Sunday, September 16, 2012

Big Data analytics - Need of the hour .. oops minute

Let me talk about computing experience that some of the age of our Professors faced. They would have to use punch cards to enter program and data. It was a piece of stiff paper with digital information, captured through presence/absence of holes at specific locations on the card.

The world of computing has changed since then. The volume with which digital information is captured in every nook and corner of the world opens up exciting new opportunities for data scientists, and machine learning communities.

Companies now talk about terbytes and petabytes of data which is present in diverse form in their databases.
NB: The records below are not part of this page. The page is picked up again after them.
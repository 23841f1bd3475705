//! # GitGlide Service
//!
//! Binary entry point for the GitGlide auto-remediation service.
//!
//! This executable:
//! - Loads configuration from files and environment
//! - Initializes structured logging
//! - Wires storage, queue and upstream clients
//! - Runs the remediation worker and the stale log sweeper
//! - Serves the HTTP API until SIGINT or SIGTERM

mod backends;

use gitglide_api::{
    shutdown_signal, start_server, AppState, ServiceConfig, ServiceError, ServiceMetrics,
};
use gitglide_core::StaleLogSweeper;
use std::time::Duration;
use tokio::sync::watch;
use tracing::{error, info, warn};
use tracing_subscriber::{layer::SubscriberExt, util::SubscriberInitExt};

#[tokio::main]
async fn main() {
    let service_config = match load_config() {
        Ok(config) => config,
        Err(e) => {
            eprintln!("Failed to load service configuration: {e}");
            std::process::exit(3);
        }
    };

    init_tracing(&service_config);
    info!("Starting GitGlide Service");

    if let Err(e) = service_config.validate() {
        error!(error = %e, "Service configuration is invalid; aborting");
        std::process::exit(3);
    }
    if service_config.autofix.public_base_url.is_none() {
        warn!("autofix.public_base_url is not set; enabling auto-fix will fail");
    }

    let backends = match backends::build_backends(&service_config).await {
        Ok(backends) => backends,
        Err(e) => {
            error!(error = %format!("{e:#}"), "Failed to initialize backends; aborting");
            std::process::exit(3);
        }
    };

    let metrics = match ServiceMetrics::new() {
        Ok(metrics) => metrics,
        Err(e) => {
            error!(error = %e, "Failed to register metrics; aborting");
            std::process::exit(3);
        }
    };

    // -------------------------------------------------------------------------
    // Background tasks
    //
    // Both tasks watch the same channel and stop once the HTTP server has
    // drained.
    // -------------------------------------------------------------------------
    let (shutdown_tx, shutdown_rx) = watch::channel(false);

    let worker = backends.worker(&service_config, metrics.clone());
    let worker_handle = tokio::spawn(worker.run(shutdown_rx.clone()));

    let workflow = &service_config.workflow;
    let sweeper = StaleLogSweeper::new(
        backends.logs.clone(),
        Duration::from_secs(workflow.stale_after_seconds),
    );
    let sweeper_handle = tokio::spawn(sweeper.run(
        Duration::from_secs(workflow.sweep_interval_seconds),
        shutdown_rx,
    ));

    let shutdown_timeout = Duration::from_secs(service_config.server.shutdown_timeout_seconds);
    let state = AppState::new(service_config, &backends, metrics);

    let server_result = start_server(state, shutdown_signal()).await;

    let _ = shutdown_tx.send(true);
    let drained = tokio::time::timeout(shutdown_timeout, async {
        let _ = worker_handle.await;
        let _ = sweeper_handle.await;
    })
    .await;
    if drained.is_err() {
        warn!(
            timeout_secs = shutdown_timeout.as_secs(),
            "Background tasks did not stop before the shutdown timeout"
        );
    }

    if let Err(e) = server_result {
        error!("Server failed: {}", e);

        let exit_code = match e {
            ServiceError::BindFailed { .. } => 1,
            ServiceError::ServerFailed { .. } => 2,
            ServiceError::Configuration(_) => 3,
        };
        std::process::exit(exit_code);
    }

    info!("GitGlide Service stopped");
}

/// Load configuration
///
/// Sources, later overriding earlier:
///  1. /etc/gitglide/service.yaml
///  2. ./config/service.yaml
///  3. The file named by GITGLIDE_CONFIG_FILE
///  4. Environment variables prefixed GITGLIDE__, e.g.
///     GITGLIDE__SERVER__PORT=9090 sets server.port
///
/// Every field has a default, so a missing file is not an error. A malformed
/// file or an uncoercible variable is.
fn load_config() -> Result<ServiceConfig, config::ConfigError> {
    let mut builder = config::Config::builder()
        .add_source(
            config::File::with_name("/etc/gitglide/service")
                .required(false)
                .format(config::FileFormat::Yaml),
        )
        .add_source(
            config::File::with_name("config/service")
                .required(false)
                .format(config::FileFormat::Yaml),
        );

    if let Ok(explicit_path) = std::env::var("GITGLIDE_CONFIG_FILE") {
        if !explicit_path.is_empty() {
            builder = builder.add_source(
                config::File::with_name(&explicit_path)
                    .required(true)
                    .format(config::FileFormat::Yaml),
            );
        }
    }

    builder
        .add_source(config::Environment::with_prefix("GITGLIDE").separator("__"))
        .build()?
        .try_deserialize()
}

fn init_tracing(config: &ServiceConfig) {
    let filter = tracing_subscriber::EnvFilter::try_from_default_env().unwrap_or_else(|_| {
        format!(
            "gitglide_service={level},gitglide_api={level},gitglide_core={level},tower_http=debug",
            level = config.logging.level
        )
        .into()
    });

    let registry = tracing_subscriber::registry().with(filter);
    if config.logging.json_format {
        registry
            .with(tracing_subscriber::fmt::layer().json())
            .init();
    } else {
        registry.with(tracing_subscriber::fmt::layer()).init();
    }
}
Obviously such enormous volume of data cannot reside on one server since there are limitations to vertical scaling. Hardware cost and low redundancy just to name a couple. May be there is no machine available which could cater to your data requirements right from the word go.

Even though vertical scaling is the simplest of scaling techniques, it to can hit a 'wall'. Limitations on vertical scaling can be due to the operating system itself or an operational constraint like security, management or a provider's architecture. For example the table below shows the physical memory limits of various Operating systems.
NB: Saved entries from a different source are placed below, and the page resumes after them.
//! # Vercel Client
//!
//! reqwest-backed [`DeploymentPlatform`] speaking the Vercel REST API with a
//! bearer token.

use super::{
    build_http_client, error_from_response, map_request_error, CreateWebhookRequest,
    CreatedWebhook, DeploymentDetail, DeploymentPlatform, DeploymentSummary, ProjectSummary,
    UpstreamConfig, UpstreamError, WebhookDeletion,
};
use crate::credential_vault::SecretToken;
use crate::DeploymentId;
use async_trait::async_trait;
use serde::Deserialize;
use std::time::Duration;
use tracing::{debug, instrument};

const SERVICE: &str = "vercel";

#[derive(Deserialize)]
struct DeploymentList {
    #[serde(default)]
    deployments: Vec<DeploymentSummary>,
}

#[derive(Deserialize)]
struct ProjectList {
    #[serde(default)]
    projects: Vec<ProjectSummary>,
}

/// Vercel REST API client
#[derive(Debug, Clone)]
pub struct VercelClient {
    http_client: reqwest::Client,
    base_url: String,
    timeout: Duration,
}

impl VercelClient {
    /// Create a client from upstream configuration
    pub fn new(config: &UpstreamConfig) -> Result<Self, UpstreamError> {
        Ok(Self {
            http_client: build_http_client(config)?,
            base_url: config.vercel_api_url.trim_end_matches('/').to_string(),
            timeout: config.timeout,
        })
    }

    fn url(&self, path: &str) -> String {
        format!("{}{}", self.base_url, path)
    }

    fn map_error(&self, error: reqwest::Error) -> UpstreamError {
        map_request_error(SERVICE, self.timeout, error)
    }
}

#[async_trait]
impl DeploymentPlatform for VercelClient {
    #[instrument(skip(self, token), fields(project_ids = ?request.project_ids))]
    async fn create_webhook(
        &self,
        token: &SecretToken,
        request: &CreateWebhookRequest,
    ) -> Result<CreatedWebhook, UpstreamError> {
        let response = self
            .http_client
            .post(self.url("/v1/webhooks"))
            .bearer_auth(token.expose_secret())
            .json(request)
            .send()
            .await
            .map_err(|e| self.map_error(e))?;

        if !response.status().is_success() {
            return Err(error_from_response(SERVICE, response).await);
        }

        let created: CreatedWebhook = response.json().await.map_err(|e| self.map_error(e))?;
        debug!(webhook_id = %created.id, "Vercel webhook created");
        Ok(created)
    }

    #[instrument(skip(self, token))]
    async fn delete_webhook(
        &self,
        token: &SecretToken,
        webhook_id: &str,
    ) -> Result<WebhookDeletion, UpstreamError> {
        let response = self
            .http_client
            .delete(self.url(&format!("/v1/webhooks/{}", webhook_id)))
            .bearer_auth(token.expose_secret())
            .send()
            .await
            .map_err(|e| self.map_error(e))?;

        let status = response.status();
        if status.is_success() {
            Ok(WebhookDeletion::Deleted)
        } else if status == reqwest::StatusCode::NOT_FOUND {
            Ok(WebhookDeletion::AlreadyGone)
        } else {
            Err(error_from_response(SERVICE, response).await)
        }
    }

    #[instrument(skip(self, token))]
    async fn get_deployment(
        &self,
        token: &SecretToken,
        deployment_id: &DeploymentId,
    ) -> Result<DeploymentDetail, UpstreamError> {
        let response = self
            .http_client
            .get(self.url(&format!("/v13/deployments/{}", deployment_id)))
            .bearer_auth(token.expose_secret())
            .send()
            .await
            .map_err(|e| self.map_error(e))?;

        let status = response.status();
        if !status.is_success() {
            debug!(status = status.as_u16(), "Deployment lookup returned non-success status");
        }

        response.json().await.map_err(|e| self.map_error(e))
    }

    #[instrument(skip(self, token))]
    async fn list_deployments(
        &self,
        token: &SecretToken,
        limit: usize,
    ) -> Result<Vec<DeploymentSummary>, UpstreamError> {
        let response = self
            .http_client
            .get(self.url("/v6/deployments"))
            .query(&[("limit", limit.to_string())])
            .bearer_auth(token.expose_secret())
            .send()
            .await
            .map_err(|e| self.map_error(e))?;

        if !response.status().is_success() {
            return Err(error_from_response(SERVICE, response).await);
        }

        let list: DeploymentList = response.json().await.map_err(|e| self.map_error(e))?;
        Ok(list.deployments)
    }

    #[instrument(skip(self, token))]
    async fn list_projects(&self, token: &SecretToken) -> Result<Vec<ProjectSummary>, UpstreamError> {
        let response = self
            .http_client
            .get(self.url("/v9/projects"))
            .bearer_auth(token.expose_secret())
            .send()
            .await
            .map_err(|e| self.map_error(e))?;

        if !response.status().is_success() {
            return Err(error_from_response(SERVICE, response).await);
        }

        let list: ProjectList = response.json().await.map_err(|e| self.map_error(e))?;
        Ok(list.projects)
    }
}

#[cfg(test)]
#[path = "vercel_tests.rs"]
mod tests;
Operating SystemOS typePhysical memory limitsCPU limit
Windows Server 2008 Standard32-bits4GB
Windows Server 2008 Standard64-bits32GB
Linux32-bits1GB~4GB
Linux64-bits4GB~32GB

Google's of the world faced similar problem when they had to deal with massive volume of data. They then came up with excellent solution -

- distribute the data onto multiple commodity servers and
- build a mechanism where data on each commodity server can be independently processed.

While the former approach will resolve storage limitations of vertical scaling, the second approach will resolve the processing limits of a vertical scaling

The 'classical 'Map reduce' framework (at least the name) was born based out of this approach and after six years Google was awarded patent on this concept. Here is the link to the patent.

The framework opened up opportunities big time by turning upside down the traditional concept of storage and processing. The framework now allows for enormous data handling (read storage and processing) capability with the use of cheap commodity servers. Data analysis at such enormous volume has never happened before and therefore the term 'Big Data' was coined.

Much of the analytics is now real time, because time is money. How quickly can a company identify a lead, or how effectively a company can identify outlier or a pattern from a constantly running stream of data is now possible thanks to the Big Data technology.

Big Data analytics, therefore is not the need of the hour, but of the minute or second for various companies who cannot afford to lose in the race of data analysis when their competitors already are making handsome profits from the same.